El discurso recordó también que la oración de una abuela no es un acto solitario, sino una corriente secreta que recorre los cimientos del mundo. Su amor, tejido de recuerdos y sueños, sostiene a hijas, hijos, nietas y nietos más allá de la distancia, la enfermedad o la incertidumbre, como un puente invisible entre el Cielo y la Tierra. Conmovido, el Sumo Pontífice instó a las personas presentes a honrar y escuchar a las abuelas, a no dejar que sus historias se pierdan en el olvido, a buscar en su sabiduría el aliento para enfrentar las pruebas cotidianas. «Donde una abuela ora —afirmó con solemnidad—, florece la esperanza, y las sombras retroceden». La frase de León XIV resuena en templos y hogares, recordando que en el susurro humilde de quienes han visto pasar el tiempo reside una fuerza capaz de transformar el miedo en fe y el desaliento en luz.

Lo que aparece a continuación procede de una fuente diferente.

use super::{Topology, TopologyBuilder};
use crate::error::Result;
use crate::transport::Transport;
use std::sync::{Arc, RwLock};

/// The current topology, swapped in whole on every rebuild.
///
/// Readers hold an `Arc` to the snapshot they got, so a rebuild never
/// changes a graph under their feet.
#[derive(Debug, Clone, Default)]
pub struct SharedTopology {
    current: Arc<RwLock<Arc<Topology>>>,
}

impl SharedTopology {
    pub fn new(topology: Topology) -> Self {
        Self {
            current: Arc::new(RwLock::new(Arc::new(topology))),
        }
    }

    pub fn publish(&self, topology: Topology) -> Arc<Topology> {
        let topology = Arc::new(topology);
        let mut current = self
            .current
            .write()
            .unwrap_or_else(|poisoned| poisoned.into_inner());
        *current = Arc::clone(&topology);
        topology
    }

    pub fn snapshot(&self) -> Arc<Topology> {
        let current = self
            .current
            .read()
            .unwrap_or_else(|poisoned| poisoned.into_inner());
        Arc::clone(&current)
    }

    /// Build a fresh topology and publish it.
    ///
    /// On failure the previous snapshot stays in place.
    pub fn rebuild<T: Transport>(&self, builder: &TopologyBuilder<'_, T>) -> Result<Arc<Topology>> {
        match builder.build() {
            Ok(topology) => Ok(self.publish(topology)),
            Err(e) => {
                tracing::error!("Topology rebuild failed, keeping previous snapshot: {}", e);
                Err(e)
            }
        }
    }
}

En aquellos años recios, mientras mi madre pasaba largas jornadas sirviendo tazas de un café amargo en la tierra del azúcar, en una cafetería comunista de mala muerte en La Habana, mi abuela se convirtió en mi refugio y amparo. Debajo de los retratos grises y los lemas vacíos, ella tejía para mí un universo de fe profunda, donde la esperanza se sostenía en cada Avemaría susurrada mientras me acunaba junto a sus penas, que enmascaraba en alegrías.
Fui una niña protegida por la oración de mi abuela. De su mano firme y dulce, hice mi primera comunión y mi confirmación, pasos que dimos juntas bajo la mirada de una iglesia vigilada pero nunca vencida. Ella me enseñó a persignarme sin miedo, a perseverar en el amor a Dios aun cuando el entorno se empeñaba en oscurecerlo todo.
A su lado aprendí a resistir los embates y las agresiones diarias –insultos, expresiones de odio y recelo, el silencio pesado, pedradas y agresiones físicas reales–, porque en cada adversidad mi abuela levantaba una muralla invisible hecha de su fe. Era su rezo constante un escudo contra las garras del régimen, contra todo lo que el demonio barbudo imponía a quienes se atrevían a amar a Dios.
Entre el aroma de café rancio y la luz vacilante de una vela –en mi niñez también hubo apagones, pero todavía quedaban velas–, mi infancia estuvo marcada por el coraje de mi abuela. Si el Papa León XIV entendió el poder de una abuela, yo lo viví: porque en cada oración suya florecía la esperanza; el miedo, por un instante, se disipaba.
Si hoy las abuelas cubanas, aquellas que alguna vez fueron niñas de rodillas en la penumbra de una iglesia vigilada, se regalaran más tiempo para el rezo, si se esforzaran con delicadeza en borrar de sus labios la palabra áspera que la costumbre repite, para rescatar la ternura antigua de la palabra Dios, una brizna de esperanza renacería en medio de tanta sequía espiritual.
En la Cuba actual, la desesperanza se filtra en el habla, las palabras que antes tejían bendiciones ahora arrastran la inercia y la ira de los días difíciles. El lenguaje, como la fe, es refugio y frontera; cuando se pierde la costumbre de rezar, también se apagan las pequeñas luces que sostienen el espíritu de la civilización. La palabra rota o borrada no es solo una ausencia: es una herida abierta en la memoria.
Imagino a esas abuelas, marcadas de dolor, decidiendo –pese a las sombras, pese a las palabras duras impuestas por la desidia o la rabia– volver a alumbrar el hilo de la plegaria. Limpien su voz y, en vez de la palabra que hiere, retomen el susurro escondido de la voz que consuela, que invoca lo invisible. Que el rezo vuelva a ser su escudo, su puente, su acto de resistencia.
Quizá, en ese pequeño acto de recuperar el lenguaje sagrado, algo sagrado se mueva en el alma de un pueblo. Porque si una abuela reza, el infierno tiembla—y si muchas abuelas rezan, hasta la desesperanza más tenaz encuentra grietas por donde pueda filtrarse la luz.